Cavaco Silva é a personalidade que mais negativamente contribuiu para o país nos 40 anos da democracia portuguesa, logo seguido do ex-primeiro-ministro José Sócrates. Já Mário Soares acolhe por larga margem as preferências dos inquiridos. É o resultado de uma sondagem da Universidade Católica para a RTP, um estudo que conclui igualmente que quatro décadas de processo democrático deixaram muito por fazer, com os portugueses desiludidos em particular no que respeita a “segurança”, “desenvolvimento económico” e “condições de trabalho”.

Cumpridas que estão quatro décadas do processo democrático iniciado em 1974, os portugueses expressaram numa sondagem da Universidade Católica para a RTP e Antena 1 as apreciações que fazem do percurso do país desde essa madrugada de 25 de Abril até aos dias de hoje.

Numa primeira leitura ao estudo da Universidade Católica, percebemos que a desilusão é o sentimento que perpassa o sentido de resposta dos 1117 inquiridos. O que não impede essa amostra representativa dos portugueses de saber “a quem” e a “o quê” apontar o dedo. “Os resultados negativos de Cavaco Silva e Passos Coelho devem-se essencialmente aos eleitores de esquerda (CDU, BE e PS), os de Soares aos de direita (PSD e CDS/PP). Já os resultados negativos de Sócrates são referidos por mais de 10% dos eleitores de todos os partidos com exceção dos da CDU”, explicam os autores da sondagem.

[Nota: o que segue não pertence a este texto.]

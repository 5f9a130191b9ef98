//! Shared doubles for the runtime tests.

use std::io::{self, Write};
use std::sync::{Arc, Mutex, PoisonError};

use crate::Terminator;
use crate::logging::{Channel, CompositeWriter, Console, Destination, Logger, LoggerFactory};

/// In-memory stream standing in for stdout or stderr.
#[derive(Debug, Clone, Default)]
pub(crate) struct SharedBuffer(Arc<Mutex<Vec<u8>>>);

impl SharedBuffer {
    pub(crate) fn contents(&self) -> String {
        let bytes = self.0.lock().unwrap_or_else(PoisonError::into_inner);
        String::from_utf8_lossy(&bytes).into_owned()
    }

    pub(crate) fn destination(&self) -> Arc<dyn Destination> {
        Arc::new(Console::new(self.clone()))
    }
}

impl Write for SharedBuffer {
    fn write(&mut self, buf: &[u8]) -> io::Result<usize> {
        self.0
            .lock()
            .unwrap_or_else(PoisonError::into_inner)
            .extend_from_slice(buf);
        Ok(buf.len())
    }

    fn flush(&mut self) -> io::Result<()> {
        Ok(())
    }
}

/// Console pair captured by a [`LoggerFactory`].
#[derive(Debug, Clone, Default)]
pub(crate) struct Consoles {
    pub(crate) info: SharedBuffer,
    pub(crate) error: SharedBuffer,
}

impl Consoles {
    pub(crate) fn factory(&self) -> LoggerFactory {
        LoggerFactory::with_consoles(self.info.destination(), self.error.destination())
    }
}

/// Logger writing to an in-memory buffer.
pub(crate) fn buffer_logger(channel: Channel, timestamps: bool) -> (Logger, SharedBuffer) {
    let buffer = SharedBuffer::default();
    let writer = CompositeWriter::discard().with_destination(buffer.destination());
    (Logger::new(channel, writer, timestamps), buffer)
}

/// Terminator recording requested exit codes instead of exiting.
#[derive(Debug, Clone, Default)]
pub(crate) struct RecordingTerminator {
    codes: Arc<Mutex<Vec<i32>>>,
}

impl RecordingTerminator {
    pub(crate) fn codes(&self) -> Vec<i32> {
        self.codes
            .lock()
            .unwrap_or_else(PoisonError::into_inner)
            .clone()
    }
}

impl Terminator for RecordingTerminator {
    fn terminate(&self, code: i32) {
        self.codes
            .lock()
            .unwrap_or_else(PoisonError::into_inner)
            .push(code);
    }
}

/// Destination that rejects every entry.
#[derive(Debug, Default)]
pub(crate) struct FailingDestination;

impl Destination for FailingDestination {
    fn write_entry(&self, _entry: &[u8]) -> io::Result<()> {
        Err(io::Error::other("destination unavailable"))
    }
}

/// Whether `line` starts with a `YYYY/MM/DD hh:mm:ss ` prefix.
pub(crate) fn has_timestamp_prefix(line: &str) -> bool {
    const PATTERN: &[u8] = b"dddd/dd/dd dd:dd:dd ";
    let bytes = line.as_bytes();
    bytes.len() >= PATTERN.len()
        && PATTERN
            .iter()
            .zip(bytes)
            .all(|(expected, actual)| match expected {
                b'd' => actual.is_ascii_digit(),
                other => other == actual,
            })
}

/// Whether `line` contains a date/time stamp anywhere.
pub(crate) fn contains_timestamp(text: &str) -> bool {
    text.char_indices()
        .any(|(index, _)| text.get(index..).is_some_and(has_timestamp_prefix))
}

Desde logo, questionados sobre os atores da vida pública, as respostas foram claras na indicação de que os portugueses veem em Mário Soares a personalidade que mais positivamente contribuiu para a vida nacional. O antigo Presidente da República colheu a preferência de 16% dos portugueses na resposta a uma pergunta aberta (não são indicados previamente quaisquer nomes para posterior escolha, os inquiridos são livres de indicar quem quiserem), mais do dobro das escolhas que recaíram noutro antigo Presidente, o general Ramalho Eanes (7%). Em terceiro lugar surge Sá Carneiro, antigo primeiro-ministro e fundador do PPD-PSD (6%).

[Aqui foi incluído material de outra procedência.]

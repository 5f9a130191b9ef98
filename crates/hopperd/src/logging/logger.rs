//! Severity channels bound to a composite writer.

use std::io;
use std::sync::Arc;

use strum::{Display, EnumString};
use time::OffsetDateTime;
use time::macros::format_description;

use crate::failure::Failure;

use super::writer::CompositeWriter;

/// The two independent logging channels.
#[derive(Debug, Clone, Copy, PartialEq, Eq, Hash, EnumString, Display)]
#[strum(serialize_all = "snake_case", ascii_case_insensitive)]
pub enum Channel {
    /// Informational feedback.
    Info,
    /// Failures and diagnostics.
    Error,
}

/// A named channel writing timestamped lines to a [`CompositeWriter`].
///
/// Clones share the same writer, so a logger can be handed to many worker
/// threads. Each entry is written in a single call, which keeps concurrent
/// entries from interleaving within a line.
#[derive(Debug, Clone)]
pub struct Logger {
    inner: Arc<LoggerInner>,
}

#[derive(Debug)]
struct LoggerInner {
    channel: Channel,
    writer: CompositeWriter,
    timestamps: bool,
}

impl Logger {
    /// Creates a logger. When `timestamps` is set every entry starts with a
    /// `YYYY/MM/DD hh:mm:ss` prefix.
    #[must_use]
    pub fn new(channel: Channel, writer: CompositeWriter, timestamps: bool) -> Self {
        Self {
            inner: Arc::new(LoggerInner {
                channel,
                writer,
                timestamps,
            }),
        }
    }

    /// A logger that discards every entry.
    #[must_use]
    pub fn discard(channel: Channel) -> Self {
        Self::new(channel, CompositeWriter::discard(), true)
    }

    /// The channel this logger writes.
    #[must_use]
    pub fn channel(&self) -> Channel {
        self.inner.channel
    }

    /// Whether entries carry a date/time prefix.
    #[must_use]
    pub fn has_timestamps(&self) -> bool {
        self.inner.timestamps
    }

    /// Whether entries are discarded.
    #[must_use]
    pub fn is_discarding(&self) -> bool {
        self.inner.writer.is_empty()
    }

    /// Writes one entry, appending a newline when `message` lacks one.
    ///
    /// # Errors
    ///
    /// Returns the first destination failure.
    pub fn log(&self, message: &str) -> io::Result<()> {
        let entry = self.format_entry(message)?;
        self.inner.writer.write_entry(entry.as_bytes())
    }

    /// Writes the failure's message chain, one entry per line.
    ///
    /// Messages spanning several lines are split so every line gets its own
    /// prefix.
    ///
    /// # Errors
    ///
    /// Returns the first destination failure; later lines are not attempted.
    pub fn log_failure(&self, failure: &Failure) -> io::Result<()> {
        failure
            .lines()
            .flat_map(str::lines)
            .try_for_each(|line| self.log(line))
    }

    fn format_entry(&self, message: &str) -> io::Result<String> {
        let mut entry = String::with_capacity(message.len() + TIMESTAMP_WIDTH + 1);
        if self.inner.timestamps {
            entry.push_str(&timestamp()?);
            entry.push(' ');
        }
        entry.push_str(message);
        if !message.ends_with('\n') {
            entry.push('\n');
        }
        Ok(entry)
    }
}

const TIMESTAMP_WIDTH: usize = "YYYY/MM/DD hh:mm:ss".len();

/// Current local time as `YYYY/MM/DD hh:mm:ss`, falling back to UTC when the
/// local offset cannot be determined.
fn timestamp() -> io::Result<String> {
    let now = OffsetDateTime::now_local().unwrap_or_else(|_| OffsetDateTime::now_utc());
    now.format(format_description!(
        "[year]/[month]/[day] [hour]:[minute]:[second]"
    ))
    .map_err(io::Error::other)
}
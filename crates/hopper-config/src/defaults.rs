/// Default filter for the daemon's own diagnostic events.
pub const DEFAULT_LOG_FILTER: &str = "warn";
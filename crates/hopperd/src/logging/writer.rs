//! Fan-out writers over log files and console streams.

use std::fmt;
use std::fs::{File, OpenOptions};
use std::io::{self, Write};
use std::path::{Path, PathBuf};
use std::sync::{Arc, Mutex, MutexGuard, PoisonError};

/// A byte sink that accepts whole log entries.
///
/// Implementations serialise writes internally so an entry is never split
/// by a concurrent writer.
pub trait Destination: Send + Sync {
    /// Writes and flushes one complete entry.
    ///
    /// # Errors
    ///
    /// Returns the underlying IO error when the entry cannot be delivered.
    fn write_entry(&self, entry: &[u8]) -> io::Result<()>;
}

fn lock<T: ?Sized>(mutex: &Mutex<T>) -> MutexGuard<'_, T> {
    mutex.lock().unwrap_or_else(PoisonError::into_inner)
}

/// Console stream destination such as stdout or stderr.
pub struct Console<W> {
    stream: Mutex<W>,
}

impl<W> Console<W> {
    /// Wraps a stream.
    #[must_use]
    pub const fn new(stream: W) -> Self {
        Self {
            stream: Mutex::new(stream),
        }
    }
}

impl<W> fmt::Debug for Console<W> {
    fn fmt(&self, formatter: &mut fmt::Formatter<'_>) -> fmt::Result {
        formatter.debug_struct("Console").finish_non_exhaustive()
    }
}

impl<W: Write + Send> Destination for Console<W> {
    fn write_entry(&self, entry: &[u8]) -> io::Result<()> {
        let mut stream = lock(&self.stream);
        stream.write_all(entry)?;
        stream.flush()
    }
}

/// A log file opened in create-or-append mode.
///
/// Clones share the same handle. [`LogFile::close`] releases it for every
/// clone; later writes fail instead of reopening the file.
#[derive(Debug, Clone)]
pub struct LogFile {
    path: PathBuf,
    handle: Arc<Mutex<Option<File>>>,
}

impl LogFile {
    /// Opens `path` for appending, creating it when missing.
    ///
    /// # Errors
    ///
    /// Returns the IO error reported by the operating system.
    pub fn open(path: &Path) -> io::Result<Self> {
        let file = OpenOptions::new().create(true).append(true).open(path)?;
        Ok(Self {
            path: path.to_path_buf(),
            handle: Arc::new(Mutex::new(Some(file))),
        })
    }

    /// Path the file was opened from.
    #[must_use]
    pub fn path(&self) -> &Path {
        &self.path
    }

    /// Closes the handle. Calling this more than once has no effect.
    pub fn close(&self) {
        drop(lock(&self.handle).take());
    }

    /// Whether [`LogFile::close`] has run.
    #[must_use]
    pub fn is_closed(&self) -> bool {
        lock(&self.handle).is_none()
    }
}

impl Destination for LogFile {
    fn write_entry(&self, entry: &[u8]) -> io::Result<()> {
        let mut handle = lock(&self.handle);
        let Some(file) = handle.as_mut() else {
            return Err(io::Error::new(
                io::ErrorKind::BrokenPipe,
                format!("log file '{}' is closed", self.path.display()),
            ));
        };
        file.write_all(entry)?;
        file.flush()
    }
}

/// Writer delivering each entry to zero or more destinations in order.
///
/// With no destinations every write succeeds and discards its input. A
/// failing destination stops delivery and the error is returned; entries
/// already written to earlier destinations are left in place.
#[derive(Clone, Default)]
pub struct CompositeWriter {
    destinations: Vec<Arc<dyn Destination>>,
}

impl CompositeWriter {
    /// A writer with no destinations.
    #[must_use]
    pub const fn discard() -> Self {
        Self {
            destinations: Vec::new(),
        }
    }

    /// Adds a destination after the existing ones.
    #[must_use]
    pub fn with_destination(mut self, destination: Arc<dyn Destination>) -> Self {
        self.destinations.push(destination);
        self
    }

    /// Number of destinations.
    #[must_use]
    pub fn len(&self) -> usize {
        self.destinations.len()
    }

    /// Whether writes are discarded.
    #[must_use]
    pub fn is_empty(&self) -> bool {
        self.destinations.is_empty()
    }

    /// Delivers `entry` to every destination.
    ///
    /// # Errors
    ///
    /// Returns the first destination error encountered.
    pub fn write_entry(&self, entry: &[u8]) -> io::Result<()> {
        self.destinations
            .iter()
            .try_for_each(|destination| destination.write_entry(entry))
    }
}

impl fmt::Debug for CompositeWriter {
    fn fmt(&self, formatter: &mut fmt::Formatter<'_>) -> fmt::Result {
        formatter
            .debug_struct("CompositeWriter")
            .field("destinations", &self.destinations.len())
            .finish()
    }
}

/// Builds the writer for one channel.
///
/// | path | verbose | destinations |
/// |------|---------|--------------|
/// | none | off     | none         |
/// | none | on      | console      |
/// | set  | off     | file         |
/// | set  | on      | file, console |
///
/// The opened file, if any, is returned so the caller can own its lifetime.
///
/// # Errors
///
/// Returns the IO error raised while opening the file.
pub fn compose(
    path: Option<&Path>,
    verbose: bool,
    console: &Arc<dyn Destination>,
) -> io::Result<(CompositeWriter, Option<LogFile>)> {
    let mut writer = CompositeWriter::discard();
    let file = match path {
        Some(path) => {
            let file = LogFile::open(path)?;
            writer = writer.with_destination(Arc::new(file.clone()));
            Some(file)
        }
        None => None,
    };
    if verbose {
        writer = writer.with_destination(Arc::clone(console));
    }
    Ok((writer, file))
}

Em sentido contrário, o atual Presidente da República, Aníbal Cavaco Silva, que ocupou entre 1985 e 1995 o cargo de chefe de sucessivos governos, é apontado pelos portugueses como a figura que nos últimos 40 anos mais negativamente contribuiu para o país. Logo após, surge nesta lista o nome de José Sócrates, chefe do último Governo socialista, que se viu obrigado a negociar com a troika constituída por FMI, Comissão Europeia e Banco Central Europeu um programa de assistência financeira. Mário Soares também faz parte desta listagem, tal como o atual primeiro-ministro, Pedro Passos Coelho: surgem em terceiro lugar com 10% de dedos apontados.

De uma forma mais genérica, Mário Soares é ainda visto como a personalidade que mais influenciou o curso do país (23%) no pós-25 de Abril, seguido muito de longe por Cavaco Silva (11%) e José Sócrates (5%).

Da leitura destes números, os investigadores da Universidade Católica apontam que “os resultados negativos de Cavaco Silva e Passos Coelho devem-se essencialmente aos eleitores de esquerda (CDU, BE e PS), os de Soares aos de direita (PSD e CDS/PP)”. “Já os resultados negativos de Sócrates são referidos por mais de 10% dos eleitores de todos os partidos com exceção dos da CDU”, acrescentam.
Mais democrático, menos seguro e mais pobre

Quanto ao próprio país, pedida que foi uma comparação entre o antes e o pós-25 de Abril de 1974, é percetível a deceção dos portugueses relativamente ao que é costume chamar-se de “conquistas de Abril”. Se por um lado sublinham uma viragem em termos dos valores da liberdade e da democracia, a balança desilude quando são sopesadas “a segurança” e “a abundância” (os inquiridores abordam esta dimensão sujeitando-a ao conceito de riqueza, do que é rico economicamente falando).
“Para uma larga maioria dos inquiridos (85%) o 25 de Abril é uma data de todos os portugueses. Sendo esta a resposta maioritária em todos os escalões etários, verifica-se uma descida considerável no escalão das pessoas com 65 anos ou mais (que teriam 25 ou mais em 1974).”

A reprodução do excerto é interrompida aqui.